According to the assessment of their party leader Ricarda Lang, the Greens will approve the planned operation of the Isar 2 and Neckarwestheim nuclear reactors with a large majority. "I assume that the party congress will follow this path of the operational reserve with great unity," Lang told the editorial network Germany (RND, Friday editions) with a view to her party's federal delegate conference planned for mid-October.

"If necessary, we will use Isar 2 and Neckarwestheim 2 to ensure network stability. If it's not necessary, don't," Lang said. Federal Economics Minister Robert Habeck (Greens) said on Tuesday that he considered it necessary to continue operating the Isar 2 and Neckarwestheim nuclear power plants in the first quarter of 2023.

He cited the supply situation in France as justification, where more than half of the nuclear power plants are not connected to the grid. As a result, there was a lack of electricity, which Germany compensates for in part with electricity from gas-fired power plants.

The current problems of French nuclear power plants showed once again that nuclear technology is not a technology of the future, Lang said. The leader of the Greens ruled out a lifetime extension, as demanded by the coalition partner FDP and the Union: "We will not get any new fuel rods, there will be no return to nuclear power."

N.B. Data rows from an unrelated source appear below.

//! Numerical building blocks.
//!
//! - [`solvers`]: Root-finding (Brent, Newton-Raphson)
//! - [`stats`]: Descriptive statistics over sample slices

pub mod solvers;
pub mod stats;
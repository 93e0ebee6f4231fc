//! Break-even analysis.

use crate::types::AnalysisError;

/// Break-even metrics for a single product line.
///
/// # Examples
///
/// ```
/// use stratsim_core::finance::break_even_analysis;
///
/// let analysis = break_even_analysis(10_000.0, 50.0, 30.0).unwrap();
/// assert_eq!(analysis.break_even_units, 500.0);
/// assert_eq!(analysis.break_even_revenue, 25_000.0);
/// assert_eq!(analysis.margin_of_safety(800.0), 300.0);
/// ```
#[derive(Debug, Clone, Copy, PartialEq)]
#[cfg_attr(feature = "serde", derive(serde::Serialize, serde::Deserialize))]
pub struct BreakEvenAnalysis {
    /// Fixed costs for the period.
    pub fixed_costs: f64,
    /// Selling price per unit.
    pub price_per_unit: f64,
    /// Variable cost per unit.
    pub variable_cost_per_unit: f64,
    /// Units required to cover fixed costs.
    pub break_even_units: f64,
    /// Revenue at the break-even volume.
    pub break_even_revenue: f64,
    /// Price minus variable cost.
    pub contribution_margin: f64,
    /// Contribution margin as a fraction of price.
    pub contribution_margin_ratio: f64,
}

impl BreakEvenAnalysis {
    /// Units sold above (positive) or below (negative) break-even.
    pub fn margin_of_safety(&self, target_units: f64) -> f64 {
        target_units - self.break_even_units
    }

    /// Operating profit at `units` sold.
    pub fn operating_income(&self, units: f64) -> f64 {
        units * self.contribution_margin - self.fixed_costs
    }

    /// Degree of operating leverage at `units` sold: total contribution
    /// divided by operating income.
    ///
    /// `None` at or below break-even, where operating income is not positive.
    pub fn operating_leverage(&self, units: f64) -> Option<f64> {
        let income = self.operating_income(units);
        if income > 0.0 {
            Some(units * self.contribution_margin / income)
        } else {
            None
        }
    }
}

/// Units at which revenue equals total cost:
/// `fixed_costs / (price_per_unit - variable_cost_per_unit)`.
///
/// # Errors
///
/// - `price_per_unit <= variable_cost_per_unit` (no positive contribution
///   margin, so no finite break-even)
/// - `fixed_costs < 0`
///
/// # Examples
///
/// ```
/// use stratsim_core::finance::break_even_point;
///
/// assert_eq!(break_even_point(10_000.0, 50.0, 30.0).unwrap(), 500.0);
/// assert!(break_even_point(10_000.0, 30.0, 30.0).is_err());
/// ```
pub fn break_even_point(
    fixed_costs: f64,
    price_per_unit: f64,
    variable_cost_per_unit: f64,
) -> Result<f64, AnalysisError> {
    if !(price_per_unit > variable_cost_per_unit) {
        return Err(AnalysisError::invalid(
            "Price per unit must be greater than variable cost per unit",
        ));
    }
    if !(fixed_costs >= 0.0) {
        return Err(AnalysisError::invalid("Fixed costs cannot be negative"));
    }
    Ok(fixed_costs / (price_per_unit - variable_cost_per_unit))
}

/// Full break-even analysis: units, revenue and contribution margins.
///
/// # Errors
///
/// Same contract as [`break_even_point`].
pub fn break_even_analysis(
    fixed_costs: f64,
    price_per_unit: f64,
    variable_cost_per_unit: f64,
) -> Result<BreakEvenAnalysis, AnalysisError> {
    let break_even_units = break_even_point(fixed_costs, price_per_unit, variable_cost_per_unit)?;
    let contribution_margin = price_per_unit - variable_cost_per_unit;

    Ok(BreakEvenAnalysis {
        fixed_costs,
        price_per_unit,
        variable_cost_per_unit,
        break_even_units,
        break_even_revenue: break_even_units * price_per_unit,
        contribution_margin,
        contribution_margin_ratio: contribution_margin / price_per_unit,
    })
}
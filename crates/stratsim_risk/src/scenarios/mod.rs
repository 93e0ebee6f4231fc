//! # Scenario Analysis
//!
//! - [`generate`]: Monte Carlo draws around a single base value
//! - [`analysis`]: named what-if scenarios over a base-case assumption set
//! - [`sensitivity`]: one-at-a-time sweeps and tornado ranking
//! - [`black_swan`]: preset rare-event scenarios

pub mod analysis;
pub mod black_swan;
pub mod generate;
pub mod sensitivity;

pub use analysis::{
    perform_scenario_analysis, ScenarioAnalysis, ScenarioDefinition, ScenarioType,
    DEFAULT_SCENARIO_PROBABILITY,
};
pub use black_swan::{black_swan_scenarios, BlackSwanEvent};
pub use generate::{generate_scenarios, generate_scenarios_seeded, generate_scenarios_with};
pub use sensitivity::{calculate_sensitivity, TornadoBar, TornadoSensitivity, VariableSweep};
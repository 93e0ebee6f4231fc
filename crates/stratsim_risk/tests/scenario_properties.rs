//! Statistical and determinism properties of scenario generation and
//! simulation.

use std::collections::BTreeMap;

use proptest::prelude::*;
use stratsim_core::math::stats;
use stratsim_risk::distribution::{ProbabilityDistribution, RiskVariable};
use stratsim_risk::monte_carlo::{run_simulation, MonteCarloConfig};
use stratsim_risk::rng::ScenarioRng;
use stratsim_risk::scenarios::{
    generate_scenarios, generate_scenarios_seeded, generate_scenarios_with,
};

#[test]
fn test_generate_scenarios_statistical_contract() {
    let draws = generate_scenarios_seeded(100_000.0, 0.2, 1000, 20240501).unwrap();

    assert_eq!(draws.len(), 1000);
    assert!(draws.iter().all(|x| *x >= 0.0));
    let mean = stats::mean(&draws).unwrap();
    assert!(
        (90_000.0..=110_000.0).contains(&mean),
        "sample mean {} outside band",
        mean
    );
}

#[test]
fn test_generate_scenarios_unseeded_contract() {
    let draws = generate_scenarios(100_000.0, 0.2, 1000).unwrap();
    assert_eq!(draws.len(), 1000);
    assert!(draws.iter().all(|x| *x >= 0.0));
}

#[test]
fn test_shared_rng_continues_sequence() {
    let mut rng = ScenarioRng::from_seed(5);
    let first = generate_scenarios_with(10.0, 0.1, 10, &mut rng).unwrap();
    let second = generate_scenarios_with(10.0, 0.1, 10, &mut rng).unwrap();
    assert_ne!(first, second);

    let replay = generate_scenarios_seeded(10.0, 0.1, 10, 5).unwrap();
    assert_eq!(first, replay);
}

#[test]
fn test_simulation_independent_of_thread_count() {
    let variables = vec![RiskVariable::new(
        "demand",
        ProbabilityDistribution::LogNormal { mu: 0.0, sigma: 0.25 },
    )];
    // Larger than one chunk so several forked generators are involved
    let config = MonteCarloConfig::builder()
        .iterations(10_000)
        .seed(314)
        .build()
        .unwrap();
    let objective = |v: &BTreeMap<String, f64>| v["demand"] * 100.0 - 90.0;

    let run_with_threads = |threads: usize| {
        rayon::ThreadPoolBuilder::new()
            .num_threads(threads)
            .build()
            .unwrap()
            .install(|| run_simulation(&variables, objective, &config).unwrap())
    };

    let single = run_with_threads(1);
    let many = run_with_threads(8);
    assert_eq!(single, many);
    assert_eq!(single, run_simulation(&variables, objective, &config).unwrap());
    assert!(single.probability_negative > 0.0 && single.probability_negative < 0.5);
}

proptest! {
    #![proptest_config(ProptestConfig::with_cases(64))]

    /// Identical seeds give identical sequences.
    #[test]
    fn prop_seeded_determinism(
        seed in any::<u64>(),
        base in 1.0..1e6f64,
        vol in 0.0..1.0f64,
        n in 1usize..500,
    ) {
        let a = generate_scenarios_seeded(base, vol, n, seed).unwrap();
        let b = generate_scenarios_seeded(base, vol, n, seed).unwrap();
        prop_assert_eq!(a, b);
    }

    /// Draws share the sign of a non-zero base value.
    #[test]
    fn prop_sign_preserved(
        seed in any::<u64>(),
        base in prop_oneof![-1e6..-1.0f64, 1.0..1e6f64],
        vol in 0.0..2.0f64,
    ) {
        let draws = generate_scenarios_seeded(base, vol, 200, seed).unwrap();
        prop_assert!(draws.iter().all(|x| x.signum() == base.signum()));
    }
}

Habeck had agreed on a concept for reserve operation with the operators of the two nuclear power plants. According to this, Isar 2 and Neckarwestheim are to be transferred to an operational reserve after the end of their regular term on December 31 and will then be ready to prevent an impending power grid bottleneck in southern Germany. The third power plant still connected to the grid, Emsland in Lower Saxony, would therefore be shut down as planned at the end of the year.